Saved data entries
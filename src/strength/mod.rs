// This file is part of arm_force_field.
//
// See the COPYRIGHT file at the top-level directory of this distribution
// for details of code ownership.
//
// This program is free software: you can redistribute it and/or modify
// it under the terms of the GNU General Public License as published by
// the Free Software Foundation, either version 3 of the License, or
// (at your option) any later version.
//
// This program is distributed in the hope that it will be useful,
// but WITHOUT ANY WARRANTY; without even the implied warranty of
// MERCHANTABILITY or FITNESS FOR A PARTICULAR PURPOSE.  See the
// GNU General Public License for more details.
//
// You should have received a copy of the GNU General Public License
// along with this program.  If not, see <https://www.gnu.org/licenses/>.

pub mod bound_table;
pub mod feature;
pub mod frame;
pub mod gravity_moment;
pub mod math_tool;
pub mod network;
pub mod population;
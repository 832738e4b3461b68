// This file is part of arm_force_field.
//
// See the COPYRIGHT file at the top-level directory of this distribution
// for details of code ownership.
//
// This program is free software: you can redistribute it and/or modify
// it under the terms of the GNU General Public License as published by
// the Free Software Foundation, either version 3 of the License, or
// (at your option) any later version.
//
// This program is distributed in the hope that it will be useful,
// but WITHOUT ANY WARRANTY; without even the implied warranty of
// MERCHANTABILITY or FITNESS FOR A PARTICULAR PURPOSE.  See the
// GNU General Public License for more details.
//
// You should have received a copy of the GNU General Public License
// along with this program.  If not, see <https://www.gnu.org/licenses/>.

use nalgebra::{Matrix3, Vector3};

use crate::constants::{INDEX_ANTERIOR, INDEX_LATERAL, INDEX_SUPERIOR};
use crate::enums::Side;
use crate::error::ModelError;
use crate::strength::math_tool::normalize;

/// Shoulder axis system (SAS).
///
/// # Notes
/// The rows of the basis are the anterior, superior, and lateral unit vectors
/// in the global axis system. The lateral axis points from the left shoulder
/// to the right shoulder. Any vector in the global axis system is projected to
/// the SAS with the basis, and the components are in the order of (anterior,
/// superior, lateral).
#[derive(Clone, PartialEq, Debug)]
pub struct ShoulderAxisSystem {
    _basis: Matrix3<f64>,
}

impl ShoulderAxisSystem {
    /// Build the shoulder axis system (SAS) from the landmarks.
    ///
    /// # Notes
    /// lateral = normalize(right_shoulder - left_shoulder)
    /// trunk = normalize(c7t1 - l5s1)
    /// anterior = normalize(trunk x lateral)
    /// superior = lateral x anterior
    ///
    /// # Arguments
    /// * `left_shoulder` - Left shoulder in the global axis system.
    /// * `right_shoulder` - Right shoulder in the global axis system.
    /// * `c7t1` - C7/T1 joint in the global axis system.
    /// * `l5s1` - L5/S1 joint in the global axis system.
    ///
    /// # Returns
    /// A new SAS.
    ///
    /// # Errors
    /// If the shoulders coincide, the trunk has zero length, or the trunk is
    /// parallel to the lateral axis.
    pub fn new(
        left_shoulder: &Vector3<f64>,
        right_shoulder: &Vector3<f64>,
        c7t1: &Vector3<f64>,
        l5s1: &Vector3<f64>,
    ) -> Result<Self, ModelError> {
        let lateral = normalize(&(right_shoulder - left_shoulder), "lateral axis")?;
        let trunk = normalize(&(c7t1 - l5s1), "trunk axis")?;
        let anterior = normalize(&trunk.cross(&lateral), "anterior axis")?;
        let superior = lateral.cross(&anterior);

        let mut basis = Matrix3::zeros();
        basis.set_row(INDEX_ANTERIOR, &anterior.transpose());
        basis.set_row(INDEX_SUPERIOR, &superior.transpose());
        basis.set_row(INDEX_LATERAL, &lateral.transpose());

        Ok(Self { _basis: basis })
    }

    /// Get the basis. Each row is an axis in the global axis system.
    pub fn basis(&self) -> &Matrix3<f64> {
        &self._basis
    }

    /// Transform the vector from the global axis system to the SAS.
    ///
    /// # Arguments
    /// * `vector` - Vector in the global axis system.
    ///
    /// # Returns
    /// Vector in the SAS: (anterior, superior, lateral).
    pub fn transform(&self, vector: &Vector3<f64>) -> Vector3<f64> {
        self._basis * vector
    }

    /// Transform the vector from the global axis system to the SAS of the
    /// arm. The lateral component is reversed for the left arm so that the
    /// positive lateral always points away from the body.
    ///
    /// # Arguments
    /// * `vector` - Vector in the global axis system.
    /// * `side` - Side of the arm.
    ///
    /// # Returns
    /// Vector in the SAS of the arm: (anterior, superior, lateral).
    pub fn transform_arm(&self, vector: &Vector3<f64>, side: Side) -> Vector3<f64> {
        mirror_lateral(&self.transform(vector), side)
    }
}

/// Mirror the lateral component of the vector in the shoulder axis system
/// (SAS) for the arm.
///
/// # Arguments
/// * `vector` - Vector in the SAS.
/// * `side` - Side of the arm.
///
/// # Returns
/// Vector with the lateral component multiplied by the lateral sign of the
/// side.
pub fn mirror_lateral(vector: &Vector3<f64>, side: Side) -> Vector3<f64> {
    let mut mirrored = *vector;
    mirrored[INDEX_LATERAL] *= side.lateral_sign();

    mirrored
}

INSTRUCTIONS TO FOLLOW >>
Each record must be output word for word.

SOLUTION TO THIS TASK >>
filename src/strength/mod.rs
// This file is part of arm_force_field.
//
// See the COPYRIGHT file at the top-level directory of this distribution
// for details of code ownership.
//
// This program is free software: you can redistribute it and/or modify
// it under the terms of the GNU General Public License as published by
// the Free Software Foundation, either version 3 of the License, or
// (at your option) any later version.
//
// This program is distributed in the hope that it will be useful,
// but WITHOUT ANY WARRANTY; without even the implied warranty of
// MERCHANTABILITY or FITNESS FOR A PARTICULAR PURPOSE.  See the
// GNU General Public License for more details.
//
// You should have received a copy of the GNU General Public License
// along with this program.  If not, see <https://www.gnu.org/licenses/>.

pub mod bound_table;
pub mod feature;
pub mod frame;
pub mod gravity_moment;
pub mod math_tool;
pub mod network;
pub mod population;
repository 832738e4b3461b68
// This file is part of arm_force_field.
//
// See the COPYRIGHT file at the top-level directory of this distribution
// for details of code ownership.
//
// This program is free software: you can redistribute it and/or modify
// it under the terms of the GNU General Public License as published by
// the Free Software Foundation, either version 3 of the License, or
// (at your option) any later version.
//
// This program is distributed in the hope that it will be useful,
// but WITHOUT ANY WARRANTY; without even the implied warranty of
// MERCHANTABILITY or FITNESS FOR A PARTICULAR PURPOSE.  See the
// GNU General Public License for more details.
//
// You should have received a copy of the GNU General Public License
// along with this program.  If not, see <https://www.gnu.org/licenses/>.

use nalgebra::{Matrix3, Vector3};

use crate::constants::{INDEX_ANTERIOR, INDEX_LATERAL, INDEX_SUPERIOR};
use crate::enums::Side;
use crate::error::ModelError;
use crate::strength::math_tool::normalize;

/// Shoulder axis system (SAS).
///
/// # Notes
/// The rows of the basis are the anterior, superior, and lateral unit vectors
/// in the global axis system. The lateral axis points from the left shoulder
/// to the right shoulder. Any vector in the global axis system is projected to
/// the SAS with the basis, and the components are in the order of (anterior,
/// superior, lateral).
#[derive(Clone, PartialEq, Debug)]
pub struct ShoulderAxisSystem {
    _basis: Matrix3<f64>,
}

impl ShoulderAxisSystem {
    /// Build the shoulder axis system (SAS) from the landmarks.
    ///
    /// # Notes
    /// lateral = normalize(right_shoulder - left_shoulder)
    /// trunk = normalize(c7t1 - l5s1)
    /// anterior = normalize(trunk x lateral)
    /// superior = lateral x anterior
    ///
    /// # Arguments
    /// * `left_shoulder` - Left shoulder in the global axis system.
    /// * `right_shoulder` - Right shoulder in the global axis system.
    /// * `c7t1` - C7/T1 joint in the global axis system.
    /// * `l5s1` - L5/S1 joint in the global axis system.
    ///
    /// # Returns
    /// A new SAS.
    ///
    /// # Errors
    /// If the shoulders coincide, the trunk has zero length, or the trunk is
    /// parallel to the lateral axis.
    pub fn new(
        left_shoulder: &Vector3<f64>,
        right_shoulder: &Vector3<f64>,
        c7t1: &Vector3<f64>,
        l5s1: &Vector3<f64>,
    ) -> Result<Self, ModelError> {
        let lateral = normalize(&(right_shoulder - left_shoulder), "lateral axis")?;
        let trunk = normalize(&(c7t1 - l5s1), "trunk axis")?;
        let anterior = normalize(&trunk.cross(&lateral), "anterior axis")?;
        let superior = lateral.cross(&anterior);

        let mut basis = Matrix3::zeros();
        basis.set_row(INDEX_ANTERIOR, &anterior.transpose());
        basis.set_row(INDEX_SUPERIOR, &superior.transpose());
        basis.set_row(INDEX_LATERAL, &lateral.transpose());

        Ok(Self { _basis: basis })
    }

    /// Get the basis. Each row is an axis in the global axis system.
    pub fn basis(&self) -> &Matrix3<f64> {
        &self._basis
    }

    /// Transform the vector from the global axis system to the SAS.
    ///
    /// # Arguments
    /// * `vector` - Vector in the global axis system.
    ///
    /// # Returns
    /// Vector in the SAS: (anterior, superior, lateral).
    pub fn transform(&self, vector: &Vector3<f64>) -> Vector3<f64> {
        self._basis * vector
    }

    /// Transform the vector from the global axis system to the SAS of the
    /// arm. The lateral component is reversed for the left arm so that the
    /// positive lateral always points away from the body.
    ///
    /// # Arguments
    /// * `vector` - Vector in the global axis system.
    /// * `side` - Side of the arm.
    ///
    /// # Returns
    /// Vector in the SAS of the arm: (anterior, superior, lateral).
    pub fn transform_arm(&self, vector: &Vector3<f64>, side: Side) -> Vector3<f64> {
        mirror_lateral(&self.transform(vector), side)
    }
}

/// Mirror the lateral component of the vector in the shoulder axis system
/// (SAS) for the arm.
///
/// # Arguments
/// * `vector` - Vector in the SAS.
/// * `side` - Side of the arm.
///
/// # Returns
/// Vector with the lateral component multiplied by the lateral sign of the
/// side.
pub fn mirror_lateral(vector: &Vector3<f64>, side: Side) -> Vector3<f64> {
    let mut mirrored = *vector;
    mirrored[INDEX_LATERAL] *= side.lateral_sign();

    mirrored
}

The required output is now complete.